Die arme Charlie Simpson – wie hij dan ook mocht zijn. Stapel op een of ander meisje, dacht Barry. Zelf was hij verkikkerd geweest op een leerling-verpleegkundige. Hij deed zijn ogen dicht en haalde zich haar groene ogen, kastanjebruine haar en slanke figuurtje voor de geest. Hij dacht aan de avonden op de achterbank van Brunhilde, waarbij de raampjes door de condens van hun adem beslagen waren geweest. Aan de stiekeme bezoekjes aan zijn kamer, de zoetheid en de zachtheid… en het knagende gevoel van leegte toen ze hem op zakelijke toon – alsof ze bij de slager een pond bacon bestelde – had meegedeeld dat ze met een chirurg ging trouwen. Zes maanden geleden. Het stak hem nog steeds.

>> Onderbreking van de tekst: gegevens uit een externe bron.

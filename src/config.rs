//! # Root Configuration
//!
//! Defines `RootConfig`, the schema for `.syncer/config.yaml` /
//! `.syncer.yaml`, and the discovery + parsing logic that turns a project
//! root into a loaded config.
//!
//! Grounded on `original_source/sharedapi/syncer/config.go`
//! (`RootConfig`, `DefaultConfigLoader.findConfigFile`/`LoadConfig`), kept
//! to the same two candidate filenames and the same "first existing wins"
//! discovery order.

use std::path::Path as StdPath;

use serde::{Deserialize, Serialize};

use crate::error::{Error, Result};

/// The only root config schema version this crate understands.
pub const SUPPORTED_VERSION: i64 = 1;

/// Candidate config file locations, checked in order, relative to a project
/// root.
const CANDIDATE_PATHS: &[&str] = &[".syncer/config.yaml", ".syncer.yaml"];

/// A `logic`/`children` entry. Advisory only: the core never reads these
/// beyond surfacing them to `info`/`validate` (`spec.md` §6).
#[derive(Debug, Clone, PartialEq, Eq, Serialize, Deserialize)]
pub struct LogicSource {
    pub source: String,
}

/// One entry in `syncs`: a named invocation of a registered generator with
/// an opaque config subtree forwarded to that generator's decoder.
#[derive(Debug, Clone, PartialEq, Serialize, Deserialize)]
pub struct SyncEntry {
    /// Optional human-readable label for diagnostics; defaults to `logic`.
    #[serde(default)]
    pub name: Option<String>,
    /// The registered generator name this entry invokes.
    pub logic: String,
    /// Opaque subtree forwarded verbatim to the generator's decoder.
    #[serde(default)]
    pub config: serde_yaml::Value,
}

impl SyncEntry {
    /// The label to use in diagnostics: `name` if set, else `logic`.
    pub fn label(&self) -> &str {
        self.name.as_deref().unwrap_or(&self.logic)
    }
}

/// The parsed root configuration file.
#[derive(Debug, Clone, PartialEq, Serialize, Deserialize)]
pub struct RootConfig {
    pub version: i64,
    #[serde(default)]
    pub logic: Vec<LogicSource>,
    #[serde(default)]
    pub children: Vec<LogicSource>,
    #[serde(default)]
    pub syncs: Vec<SyncEntry>,
}

impl RootConfig {
    /// Parses a `RootConfig` from YAML text and checks its version.
    pub fn parse(yaml_content: &str) -> Result<Self> {
        let config: RootConfig = serde_yaml::from_str(yaml_content)?;
        if config.version != SUPPORTED_VERSION {
            return Err(Error::ConfigVersionUnsupported {
                found: config.version,
                expected: SUPPORTED_VERSION,
            });
        }
        Ok(config)
    }
}

/// Finds the first candidate config file under `root`, in declaration
/// order.
pub fn find_config_file(root: &StdPath) -> Result<std::path::PathBuf> {
    for candidate in CANDIDATE_PATHS {
        let path = root.join(candidate);
        if path.is_file() {
            return Ok(path);
        }
    }
    Err(Error::ConfigNotFound {
        root: root.display().to_string(),
        tried: CANDIDATE_PATHS.iter().map(|s| s.to_string()).collect(),
    })
}

/// Discovers and loads the root config under `root`.
pub fn load(root: &StdPath) -> Result<RootConfig> {
    let path = find_config_file(root)?;
    let content = std::fs::read_to_string(&path)?;
    RootConfig::parse(&content)
}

‘Het zou haar verdiende loon zijn als ze aan Charlie vast blijft zitten. Hij is zo stom als het achtereind van een varken.’

Barry wenste dat de jonge vrouw haar snater zou houden, want ze had een vlijmscherpe stem.

De andere vrouw grinnikte. Ze had een diepe, resonerende lach. Barry keek even haar kant op. Haar zwarte haar glansde als dat van een gezond huisdier. Haar gezicht was sterk, met een ferme kin en volle lippen die lichtroze waren gestift. Slavische jukbeenderen. Donkere, iets omhooglopende, gloeiende en onpeilbare ogen – even warm als goed gepoetst mahoniehout. Haar huid was glad en gebruind, en in haar linkerwang verscheen een kuiltje wanneer ze lachte. Met uitzondering van dat kuiltje had ze Audrey Hepburn in My Fair Lady kunnen zijn.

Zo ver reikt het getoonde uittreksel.